Dia daoibh, a chairde! (Hello, my friends!) Thank you for visiting my online writing portfolio. I am a professional singer, actress, and writer. I am also an Irish traditional singer, a teacher of that ancient style (Sean-nós), and an Irish speaker, hence the ~trés Ünīqû3~ attempt at a hook for this bio. My Irish-American identity not only plays a huge role in my career as an artist but informs my worldview and therefore my work as a writer. For some reason be it a past life, a collective consciousness, or things I heard around the house growing up, as a young child, I wrote stories about English landlords and Irish peasants during The Great Hunger, transatlantic emi/immigration, and Depression-era period pieces. Who can say why my young brain chose to obsess over such bleak and distant historical themes, but as a young adult, it still does!
Despite some raw talent or precociousness, I *desperately* needed to learn technique. So after completing a theatrical conservatory certificate at the American Musical & Dramatic Academy in New York City, I finished my BFA degree in the Riggio Writing & Democracy Honors program at The New School. With a concentration in fiction, I also studied poetry and screenwriting under amazing mentors and literary heroes of mine. I’m so grateful to them for teaching this obsessive documenter how to structure and edit my observations, how to bring craft and a social conscience to my stories.

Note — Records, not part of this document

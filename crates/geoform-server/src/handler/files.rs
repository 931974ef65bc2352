//! Stored file serving handlers.
//!
//! Rendered form responses point at these routes through the download
//! descriptors' `url` field. Handles are server-generated, so routes here
//! stay public and never see client-supplied path components.

use aide::axum::ApiRouter;
use aide::transform::TransformOperation;
use axum::extract::State;
use axum::http::header;
use axum::response::{IntoResponse, Response};
use geoform_store::{FileStore, StoreError, content_type_for};

use crate::extract::{Json, Path};
use crate::handler::response::ErrorResponse;
use crate::handler::{ErrorKind, Result};
use crate::service::ServiceState;

/// Tracing target for file serving.
const TRACING_TARGET: &str = "geoform_server::handler::files";

/// Serves a stored file by handle.
#[tracing::instrument(skip_all, fields(file_name = %file_name))]
async fn download_file(
    State(files): State<FileStore>,
    Path(file_name): Path<String>,
) -> Result<Response> {
    tracing::debug!(target: TRACING_TARGET, "Serving file");

    let bytes = files
        .open(&file_name)
        .await
        .map_err(|err| {
            if matches!(err, StoreError::InvalidHandle(_)) {
                return ErrorKind::NotFound
                    .with_message("File not found")
                    .with_context(err.to_string());
            }
            tracing::error!(target: TRACING_TARGET, error = %err, "failed to read file");
            ErrorKind::InternalServerError.with_message("Failed to read file")
        })?
        .ok_or_else(|| ErrorKind::NotFound.with_message("File not found"))?;

    let content_type = content_type_for(&file_name);

    tracing::debug!(
        target: TRACING_TARGET,
        content_type = %content_type,
        size = bytes.len(),
        "File served",
    );

    Ok(([(header::CONTENT_TYPE, content_type)], bytes).into_response())
}

fn download_file_docs(op: TransformOperation) -> TransformOperation {
    op.summary("Download file")
        .description(
            "Returns a stored file by its handle. The content type is \
            inferred from the handle's extension.",
        )
        .response_with::<200, Vec<u8>, _>(|res| {
            res.description("File bytes with inferred content type.")
        })
        .response::<404, Json<ErrorResponse>>()
}

/// Returns a [`Router`] with all file-serving routes.
///
/// [`Router`]: axum::routing::Router
pub fn routes() -> ApiRouter<ServiceState> {
    use aide::axum::routing::*;

    ApiRouter::new()
        .api_route(
            "/files/{file_name}",
            get_with(download_file, download_file_docs),
        )
        .with_path_items(|item| item.tag("Files"))
}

Some of my short fiction and poetry is published, which you’ll find on the Published Works page. My novel is 5 years in the making, and we’ve been to several great workshops and on research trips together, but I’m waiting for a little more age and a little more talent to start querying. At least age is something I can count on progressing! The home page of this site is for pieces I don’t think would suit traditional publication but which I feel compelled to share anyway: some odes, op. eds, and acrostic poems of all things! I like taking that form we may associate with elementary school days and using it to explore more adult themes. I find it’s a lovely way to unpack a word, like if a word were a fan with a beautiful painting inside when opened.
In all of my work, no matter what genre I’m writing or what artistic discipline I’m focusing on, I’m interested in asking questions to arrive at more questions (are there ever really answers?), exploring things like family relationships, how history informs the present, the human condition and what makes people tick…as well as bringing a magnifying glass to those ironies, juxtapositions, complexities, the small moments of ordinary life that glimmer for some reason. I think my quest–too grand a word, Maddie–is to find out why they glimmer, and to try to capture it.